À ton ami, dis-lui le mensonge,

et s'il garde le secret, dis-lui la vérité.

PROVERBE PORTUGAIS

MERCREDI 26 DÉCEMBRE

11 : 46

IRIS

— Barre-toi !

Iris s'approcha plus près de la porte, il fallait qu'elle parle à cet homme. Lui seul pouvait l'aider à en apprendre plus sur Nathalie. Presque collée au battant, l'odeur du vernis de bois neuf assaillant ses narines, elle tenta de nouveau :

— Je veux juste entendre ce que vous avez à dire.

— J'ai rien à te dire !

— Vous en voulez à Nathalie, et à moi aussi mais... Je ne la connais pas. À part tout à l'heure devant votre maison, elle a toujours fait semblant que tout était normal. S'il vous plaît, je vous demande juste de m'expliquer le problème...

— Le problème ? s'égosilla l'homme en tapant derrière la porte. Tu veux savoir le problème ? C'est toi, toi et l'autre folle, et son pseudo fils. Vous trois vous formez une belle équipe... Tous aussi lâche les uns que les autres !

Pseudo fils. Parlait-il d'Aaron ? Pourquoi pas de Marie ? Quel rapport y avait-il entre eux ?

— Monsieur...

— Je ne te répondrai plus ! Je... je pourrais être dangereux.
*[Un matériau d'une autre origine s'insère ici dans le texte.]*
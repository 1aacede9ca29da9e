//! Login, logout, and refresh accessors layered over the executor.

// crates.io
use ::http::Method;
// self
use crate::{
	_prelude::*,
	client::{ApiClient, LOGIN_ENDPOINT, LOGOUT_ENDPOINT, REFRESH_ENDPOINT, RequestOptions},
	envelope::{Envelope, Failure},
	http::ApiHttpClient,
	obs::{self, CallKind, CallOutcome, CallSpan},
	session::CredentialPair,
};

/// Credentials submitted to the login endpoint.
#[derive(Clone, Serialize)]
pub struct LoginRequest {
	/// Account name; remembered locally after a successful login.
	#[serde(rename = "Username")]
	pub username: String,
	/// Account password.
	#[serde(rename = "Password")]
	pub password: String,
}
impl LoginRequest {
	/// Builds a login request.
	pub fn new(username: impl Into<String>, password: impl Into<String>) -> Self {
		Self { username: username.into(), password: password.into() }
	}
}
impl Debug for LoginRequest {
	fn fmt(&self, f: &mut Formatter) -> FmtResult {
		f.debug_struct("LoginRequest")
			.field("username", &self.username)
			.field("password", &"<redacted>")
			.finish()
	}
}

/// Currently remembered user.
#[derive(Clone, Debug, PartialEq, Eq, Serialize, Deserialize)]
pub struct CurrentUser {
	/// Username persisted at login.
	pub username: String,
}

#[derive(Serialize)]
struct RefreshBody<'a> {
	refresh_token: &'a str,
}

impl<C> ApiClient<C>
where
	C: ?Sized + ApiHttpClient,
{
	/// Authenticates without a credential header and persists the issued pair on success.
	pub async fn login(&self, credentials: &LoginRequest) -> Envelope<CredentialPair> {
		const KIND: CallKind = CallKind::Login;

		let span = CallSpan::new(KIND, "login");

		obs::record_call_outcome(KIND, CallOutcome::Attempt);

		let envelope = span
			.instrument(async move {
				let body = match serde_json::to_value(credentials) {
					Ok(body) => body,
					Err(e) => return Failure::invalid_request(e).into(),
				};
				let options = RequestOptions::new(Method::POST).with_body(body).without_auth();
				let pair = match self.send::<CredentialPair>(LOGIN_ENDPOINT, options).await {
					Envelope::Success { payload: Some(pair), .. } => pair,
					other => return other,
				};

				if let Err(e) = self.session.save_login(&pair, &credentials.username).await {
					obs::event!(warn, error = %e, "failed to persist login credentials");

					return Failure::from(e).into();
				}

				Envelope::success("Login succeeded.", Some(pair))
			})
			.await;

		obs::record_call_outcome(KIND, CallOutcome::of(envelope.is_success()));

		envelope
	}

	/// Ends the session: best-effort server logout, then local credentials are always cleared.
	///
	/// The server call is skipped when no access credential is stored.
	pub async fn logout(&self) {
		const KIND: CallKind = CallKind::Logout;

		let span = CallSpan::new(KIND, "logout");

		obs::record_call_outcome(KIND, CallOutcome::Attempt);

		span.instrument(async move {
			if matches!(self.session.access_token().await, Ok(Some(_))) {
				let envelope = self.get::<Value>(LOGOUT_ENDPOINT).await;

				if envelope.is_success() {
					obs::event!(debug, "server-side logout succeeded");
				} else {
					obs::event!(warn, reason = envelope.message(), "server-side logout failed");
				}
			}

			self.clear_session().await;
		})
		.await;

		obs::record_call_outcome(KIND, CallOutcome::Success);
	}

	/// Exchanges the stored refresh credential for a new pair.
	///
	/// Fails fast when no refresh credential is stored. Any failure clears the persisted
	/// session; success stores the new pair.
	pub async fn refresh_token(&self) -> Envelope<CredentialPair> {
		const KIND: CallKind = CallKind::Refresh;

		let span = CallSpan::new(KIND, "refresh_token");

		obs::record_call_outcome(KIND, CallOutcome::Attempt);

		let envelope = span
			.instrument(async move {
				let refresh = match self.session.refresh_token().await {
					Ok(Some(refresh)) => refresh,
					Ok(None) => return Failure::missing_refresh_token().into(),
					Err(e) => return Failure::from(e).into(),
				};
				let body = RefreshBody { refresh_token: refresh.expose() };
				let body = match serde_json::to_value(body) {
					Ok(body) => body,
					Err(e) => return Failure::invalid_request(e).into(),
				};
				let options = RequestOptions::new(Method::POST).with_body(body).without_auth();
				let envelope = self.send::<CredentialPair>(REFRESH_ENDPOINT, options).await;
				let pair = match envelope {
					Envelope::Success { payload: Some(pair), .. } => pair,
					Envelope::Success { payload: None, .. } => {
						self.clear_session().await;

						return Failure::parse().into();
					},
					Envelope::Failure(failure) => {
						self.clear_session().await;

						return failure.into();
					},
				};

				if let Err(e) = self.session.save_pair(&pair).await {
					obs::event!(warn, error = %e, "failed to persist refreshed credentials");

					return Failure::from(e).into();
				}

				Envelope::success("Token refreshed.", Some(pair))
			})
			.await;

		obs::record_call_outcome(KIND, CallOutcome::of(envelope.is_success()));

		envelope
	}

	/// `true` when an access credential and the logged-in marker are stored.
	pub async fn is_logged_in(&self) -> bool {
		self.session.is_logged_in().await.unwrap_or(false)
	}

	/// Username remembered from the last login.
	pub async fn current_user(&self) -> Option<CurrentUser> {
		self.session.username().await.ok().flatten().map(|username| CurrentUser { username })
	}

	/// Removes every persisted session key; failures are logged, never surfaced.
	pub async fn clear_session(&self) {
		if let Err(e) = self.session.clear().await {
			obs::event!(warn, error = %e, "failed to clear persisted credentials");

			#[cfg(not(feature = "tracing"))]
			let _ = e;
		}
	}
}
//! Transport seam for outbound API calls.
//!
//! [`ApiHttpClient`] is the client's only dependency on an HTTP stack. Requests and responses
//! use the `http` crate types with buffered bodies, so custom transports (and test fakes) only
//! need to turn a [`HttpRequest`] into a [`HttpResponse`].

// std
#[cfg(feature = "reqwest")] use std::ops::Deref;
// self
use crate::{_prelude::*, error::TransportError};
#[cfg(feature = "reqwest")] use crate::{config::ClientConfig, error::ConfigError};

/// Outbound request with a buffered body.
pub type HttpRequest = ::http::Request<Vec<u8>>;
/// Inbound response with a buffered body.
pub type HttpResponse = ::http::Response<Vec<u8>>;
/// Boxed future returned by [`ApiHttpClient::execute`].
pub type TransportFuture<'a> =
	Pin<Box<dyn Future<Output = Result<HttpResponse, TransportError>> + 'a + Send>>;

/// Abstraction over HTTP transports able to execute API calls.
///
/// Implementations must be `Send + Sync + 'static` so one transport can be shared by every
/// clone of the client, and the returned futures must be `Send` so calls can hop executors.
/// Any HTTP status (including 401 and 5xx) is a successful transport outcome; only failures
/// to obtain a response map to [`TransportError`].
pub trait ApiHttpClient
where
	Self: 'static + Send + Sync,
{
	/// Executes `request` and buffers the full response body.
	fn execute(&self, request: HttpRequest) -> TransportFuture<'_>;
}

/// Thin wrapper around [`ReqwestClient`] so shared HTTP behavior lives in one place.
#[cfg(feature = "reqwest")]
#[derive(Clone, Default)]
pub struct ReqwestHttpClient(pub ReqwestClient);
#[cfg(feature = "reqwest")]
impl ReqwestHttpClient {
	/// Wraps an existing reqwest [`ReqwestClient`].
	pub fn with_client(client: ReqwestClient) -> Self {
		Self(client)
	}

	/// Builds a client honoring the configured timeout.
	pub fn from_config(config: &ClientConfig) -> Result<Self, ConfigError> {
		let mut builder = ReqwestClient::builder();

		if let Some(timeout) = config.timeout {
			builder = builder.timeout(timeout);
		}

		Ok(Self(builder.build()?))
	}
}
#[cfg(feature = "reqwest")]
impl AsRef<ReqwestClient> for ReqwestHttpClient {
	fn as_ref(&self) -> &ReqwestClient {
		&self.0
	}
}
#[cfg(feature = "reqwest")]
impl Deref for ReqwestHttpClient {
	type Target = ReqwestClient;

	fn deref(&self) -> &Self::Target {
		&self.0
	}
}
#[cfg(feature = "reqwest")]
impl ApiHttpClient for ReqwestHttpClient {
	fn execute(&self, request: HttpRequest) -> TransportFuture<'_> {
		let client = self.0.clone();

		Box::pin(async move {
			let request = reqwest::Request::try_from(request)?;
			let response = client.execute(request).await?;
			let status = response.status();
			let headers = response.headers().to_owned();
			let mut response_new = HttpResponse::new(response.bytes().await?.to_vec());

			*response_new.status_mut() = status;
			*response_new.headers_mut() = headers;

			Ok(response_new)
		})
	}
}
Barre-toi !

Des pas lourds résonnèrent à l'intérieur. Elle avait une clé, une solution qui lui échappait. Une image lui sauta à l'esprit. Des clichés. Ce front blond. Cet époux qui serrait Nathalie dans ces bras. Ce profil familier qu'elle retrouvait dans celui qu'elle entrevit rapidement sur cet homme. Athaïs devait être le père du petit garçon, et peut-être même celui de Marie.

— Alors, parlez-moi de votre fils.

Silence. Elle touchait le point faible. Les pas se firent entendre en sens inverse. La porte s'ouvrit. Le visage déconfit de l'homme apparut sur le seuil. Il portait une chemise à carreaux terne sur laquelle était épinglé un cristal marron.

— Tu... connais mon fils ?

— Qu'est-ce qu'il lui est arrivé ? Il était malade ?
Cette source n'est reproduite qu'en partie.